In a previous work, Neffati and Marzouk (2008) examined for the first time the effect of salinity on coriander leaves essential oils and fatty acid composition. However, at our best knowledge no information is available about the fatty acid profile of coriander roots and the effect of salinity on its composition.
In the present work, we project first to evaluate the essential oil yield and amounts of coriander (C. sativum L.) roots subjected to different NaCl concentrations. The second aim was to identify for the first time the fatty acid profile of coriander roots and the changes in fatty acid amounts of roots submitted to different salinity levels.
Materials and methods
Plant material and culture conditions
Coriander (C. sativum L.) fruits were collected on April 2006 from cultivated plants in the region of Korba (North Tunisia) reputed for its spices culture. Seeds were puted to germinate at 25°C. Ten days old coriander seedlings were grown in quarter-strength Hoagland’s solution laced with 0, 25, 50 and 75 mM of NaCl. An hydroponic culture was carried out in a greenhouse with 25°C day maximum and 18°C night minimum, under artificial light of 141 μmol m−2 s−1 (6,000 lux) with 16 h photoperiod and 60–80% air humidity. Nutrient solution was continuously aerated.
Essential oil isolation
Roots (50 g) were subjected to hydrodistillation during 90 min fixed after a kinetic survey during 30, 60, 90 and 120 min (Msaada et al. 2007). The distillate was extracted using diethyl-ether as solvent (v/v) and dried over anhydrous sodium sulphate. The organic layer was then concentrated at 35°C using a Vigreux column and the essential oil were stored at 20°C prior to analysis.
Extraction of total lipids
Roots were fixed by boiling water during 5 min to inactivate the tissue phospholipases (Benson and Strickland 1960). Total lipids were extracted by pouring the samples into a mixture of chloroform/methanol (2:1 v/v). Finally, the fixation water was added to collect the lipids extracted during fixation. After resting for 24 h at +4°C, two phases were obtained and the chloroformic one (lower phase) containing the foliar lipids was dried under N2; then, the residue was dissolved in a known volume of toluol–EtOH (4:1 v/v) at −20°C for further analyses.

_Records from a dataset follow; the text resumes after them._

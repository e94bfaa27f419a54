//! One triage run: page through unread notifications and fan each page out
//! to concurrent workers.
//!
//! Every notification of a page gets its own task that resolves it and
//! dispatches the resolved attributes. The page is joined before the next one
//! is requested; listings collected by the workers are then written in the
//! order the feed returned them. The run ends at the first empty page.
//!
//! A worker error cancels the rest of its page and ends the run with
//! [`TriageError::Page`]. Actions already taken (opened tabs, threads marked
//! read, listings of finished workers) stay done.

use crate::browser::Browser;
use crate::dispatch::{Dispatcher, Outcome};
use crate::error::{Result, TriageError};
use crate::notification::{NotificationRef, SubjectKind};
use crate::profile::Profile;
use crate::quota::Quota;
use crate::render::Renderer;
use crate::resolver::Resolver;
use crate::rules::Rules;
use github_client::{Api, Notification};
use std::io::Write;
use std::sync::Arc;
use tokio::task::JoinSet;
use tokio_util::sync::CancellationToken;

/// Notifications requested per page.
pub const PAGE_SIZE: u32 = 100;

/// Counters for one run.
#[derive(Debug, Clone, Copy, Default, PartialEq, Eq)]
pub struct Summary {
    pub pages: u32,
    pub notifications: usize,
    /// Unsupported subject types.
    pub skipped: usize,
    pub opened: usize,
    pub marked_read: usize,
    pub listed: usize,
}

#[derive(Debug, Clone)]
enum Processed {
    Skipped,
    Done(Outcome),
}

pub struct Triage {
    api: Arc<dyn Api>,
    browser: Arc<dyn Browser>,
    profile: Profile,
    rules: Arc<Rules>,
    renderer: Renderer,
    out: Box<dyn Write + Send>,
}

impl Triage {
    /// Rules are compiled once here; quotas are fresh for every [`run`].
    ///
    /// [`run`]: Triage::run
    pub fn new(
        profile: Profile,
        api: Arc<dyn Api>,
        browser: Arc<dyn Browser>,
        renderer: Renderer,
        out: Box<dyn Write + Send>,
    ) -> Self {
        let rules = Arc::new(Rules::compile(&profile));
        Self {
            api,
            browser,
            profile,
            rules,
            renderer,
            out,
        }
    }

    pub async fn run(&mut self, cancel: &CancellationToken) -> Result<Summary> {
        let quota = Arc::new(Quota::from_profile(&self.profile));
        let resolver = Arc::new(Resolver::new(Arc::clone(&self.api)));
        let dispatcher = Arc::new(Dispatcher::new(
            Arc::clone(&self.api),
            Arc::clone(&self.browser),
            Arc::clone(&self.rules),
            quota,
        ));

        let mut summary = Summary::default();
        let mut page = 1u32;
        loop {
            let notifications = tokio::select! {
                biased;
                _ = cancel.cancelled() => return Err(TriageError::Cancelled),
                listed = self.api.list_notifications(page, PAGE_SIZE) => listed?,
            };
            if notifications.is_empty() {
                break;
            }
            tracing::debug!(page, count = notifications.len(), "processing page");
            summary.pages += 1;
            summary.notifications += notifications.len();

            self.process_page(page, notifications, &resolver, &dispatcher, cancel, &mut summary)
                .await?;
            page += 1;
        }

        tracing::debug!(
            pages = summary.pages,
            notifications = summary.notifications,
            opened = summary.opened,
            marked_read = summary.marked_read,
            listed = summary.listed,
            "triage finished"
        );
        Ok(summary)
    }

    async fn process_page(
        &mut self,
        page: u32,
        notifications: Vec<Notification>,
        resolver: &Arc<Resolver>,
        dispatcher: &Arc<Dispatcher>,
        cancel: &CancellationToken,
        summary: &mut Summary,
    ) -> Result<()> {
        let page_token = cancel.child_token();
        let mut results: Vec<Option<Processed>> = vec![None; notifications.len()];
        let mut tasks = JoinSet::new();

        for (idx, notification) in notifications.into_iter().enumerate() {
            let n = NotificationRef::from(notification);
            let resolver = Arc::clone(resolver);
            let dispatcher = Arc::clone(dispatcher);
            let token = page_token.clone();
            tasks.spawn(async move {
                let result = tokio::select! {
                    biased;
                    _ = token.cancelled() => Err(TriageError::Cancelled),
                    r = process(&resolver, &dispatcher, &n) => r,
                };
                (idx, result)
            });
        }

        let mut failure: Option<TriageError> = None;
        while let Some(joined) = tasks.join_next().await {
            let err = match joined {
                Ok((idx, Ok(processed))) => {
                    results[idx] = Some(processed);
                    continue;
                }
                Ok((_, Err(e))) => e,
                Err(e) => TriageError::Worker(e.to_string()),
            };
            if err.is_cancelled() {
                continue;
            }
            if failure.is_none() {
                tracing::error!(page, error = %err, "notification failed; cancelling page");
                page_token.cancel();
                failure = Some(err);
            } else {
                tracing::debug!(page, error = %err, "further failure after cancellation");
            }
        }

        self.flush(results.into_iter().flatten(), summary)?;

        if let Some(source) = failure {
            return Err(TriageError::Page {
                page,
                source: Box::new(source),
            });
        }
        if cancel.is_cancelled() {
            return Err(TriageError::Cancelled);
        }
        Ok(())
    }

    /// Tally outcomes and write listings, in feed order.
    fn flush(
        &mut self,
        processed: impl Iterator<Item = Processed>,
        summary: &mut Summary,
    ) -> Result<()> {
        for p in processed {
            let outcome = match p {
                Processed::Skipped => {
                    summary.skipped += 1;
                    continue;
                }
                Processed::Done(outcome) => outcome,
            };
            summary.opened += usize::from(outcome.opened);
            summary.marked_read += usize::from(outcome.marked_read);
            if let Some(listing) = outcome.listing {
                self.renderer
                    .write(&mut *self.out, &listing)
                    .map_err(TriageError::Output)?;
                summary.listed += 1;
            }
        }
        self.out.flush().map_err(TriageError::Output)
    }
}

async fn process(
    resolver: &Resolver,
    dispatcher: &Dispatcher,
    n: &NotificationRef,
) -> Result<Processed> {
    // Nothing left to spend: skip the API round trips. Unknown subjects
    // resolve without any and still count as skipped.
    let unknown = matches!(n.kind, SubjectKind::Unknown(_));
    if !unknown && dispatcher.quota().exhausted() {
        return Ok(Processed::Done(Outcome::default()));
    }
    match resolver.resolve(n).await? {
        None => Ok(Processed::Skipped),
        Some(resolved) => Ok(Processed::Done(dispatcher.dispatch(n, &resolved).await?)),
    }
}
use github_client::GitHubError;
use thiserror::Error;

#[derive(Debug, Error)]
pub enum TriageError {
    #[error(transparent)]
    Remote(#[from] GitHubError),

    #[error("failed to resolve {url}: {reason}")]
    Resolution { url: String, reason: String },

    #[error("failed to open {url} in browser: {source}")]
    Browser {
        url: String,
        #[source]
        source: std::io::Error,
    },

    #[error("failed to write listing: {0}")]
    Output(#[source] std::io::Error),

    #[error("failed to process notifications (page {page}): {source}")]
    Page {
        page: u32,
        #[source]
        source: Box<TriageError>,
    },

    #[error("triage cancelled")]
    Cancelled,

    #[error("notification worker failed: {0}")]
    Worker(String),

    #[error("invalid profile name '{0}': must not contain path separators or start with '.'")]
    InvalidProfileName(String),

    #[error("home directory not found: set HOME or XDG_DATA_HOME")]
    HomeNotFound,

    #[error(transparent)]
    Io(#[from] std::io::Error),

    #[error(transparent)]
    Yaml(#[from] serde_yaml::Error),
}

impl TriageError {
    pub fn resolution(url: impl Into<String>, reason: impl Into<String>) -> Self {
        Self::Resolution {
            url: url.into(),
            reason: reason.into(),
        }
    }

    /// `true` when the run stopped because its cancellation token fired,
    /// either directly or on behalf of a failing sibling.
    pub fn is_cancelled(&self) -> bool {
        match self {
            Self::Cancelled => true,
            Self::Page { source, .. } => source.is_cancelled(),
            _ => false,
        }
    }
}

pub type Result<T> = std::result::Result<T, TriageError>;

Fatty acid methyl esters preparation
Fatty acid from total lipids was transformed into their corresponding methyl esters as described by Cecchi et al. (1985). Transmethylation was made by the addition of 2 ml of hexane, 0.5 ml of 3% sodium methylate, a known amount of nonadecanoic methyl ester (C19:0) used as an internal standard, 0.2 ml of 1 N H2SO4 and 1.5 mL of 10% sodium chloride. The hexanic phase that contains fatty acid methyl esters (FAMEs) was aspired and the solvent volume reduced in a stream of nitrogen, prior to analysis.
Gas chromatography
GC analysis were performed using a Hewlett-Packard 6890 gas chromatograph equipped with a flame ionization detector (FID) and an electronic pressure control (EPC) injector. A polar HP Innowax (PEG) column and an apolar HP-5 column (30 m × 0.25 mm, 0.25 μm film thickness) were used. The carrier gas was N2 (U) with a flow rate of 1.6 ml min−1. The split ratio was 60:1. The analysis was performed using the following temperature program: oven temps isotherm at 35°C for 10 min, from 35 to 205°C at the rate of 3°C min−1 and isotherm at 205°C during 10 min. Injector and detector temperature were held, respectively, at 250 and 300°C. Quantitative data were obtained from the electronic integration of the FID peak areas.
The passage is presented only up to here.